# [WHAT IS BEING ASKED]
Your answer should be the lines from the one containing "out.divider(&file.path);" through the final line below, copied exactly.

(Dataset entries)
....
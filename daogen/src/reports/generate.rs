//! Generate command reports.

use std::path::PathBuf;

use daogen_codegen::{Diagnostic, GenerateResult, PreviewFile};

use super::output::{Output, Report};
use super::render_diagnostics;

/// Files written by a generation run.
#[derive(Debug)]
pub struct GenerateReport {
    pub output_dir: PathBuf,
    pub result: GenerateResult,
}

impl Report for GenerateReport {
    fn render(&self, out: &mut dyn Output) {
        render_diagnostics(&self.result.diagnostics, out);
        if !self.result.diagnostics.is_empty() {
            out.newline();
        }

        out.section(&format!("Generated into {}", self.output_dir.display()));
        for path in &self.result.written {
            out.added_item(path);
        }

        if !self.result.skipped.is_empty() {
            out.newline();
            out.section("Skipped (already present)");
            for path in &self.result.skipped {
                out.list_item(path);
            }
        }
    }
}

/// Files a dry run would write.
#[derive(Debug)]
pub struct PreviewReport {
    pub files: Vec<PreviewFile>,
    pub diagnostics: Vec<Diagnostic>,
}

impl Report for PreviewReport {
    fn render(&self, out: &mut dyn Output) {
        for file in &self.files {
            out.divider(&file.path);
            out.preformatted(&file.content);
        }

        out.divider("Summary");
        render_diagnostics(&self.diagnostics, out);
        out.preformatted(&format!("{} files would be generated", self.files.len()));
    }
}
....
# [THE ANSWER]
            out.divider(&file.path);
            out.preformatted(&file.content);
        }

        out.divider("Summary");
        render_diagnostics(&self.diagnostics, out);
        out.preformatted(&format!("{} files would be generated", self.files.len()));
    }
}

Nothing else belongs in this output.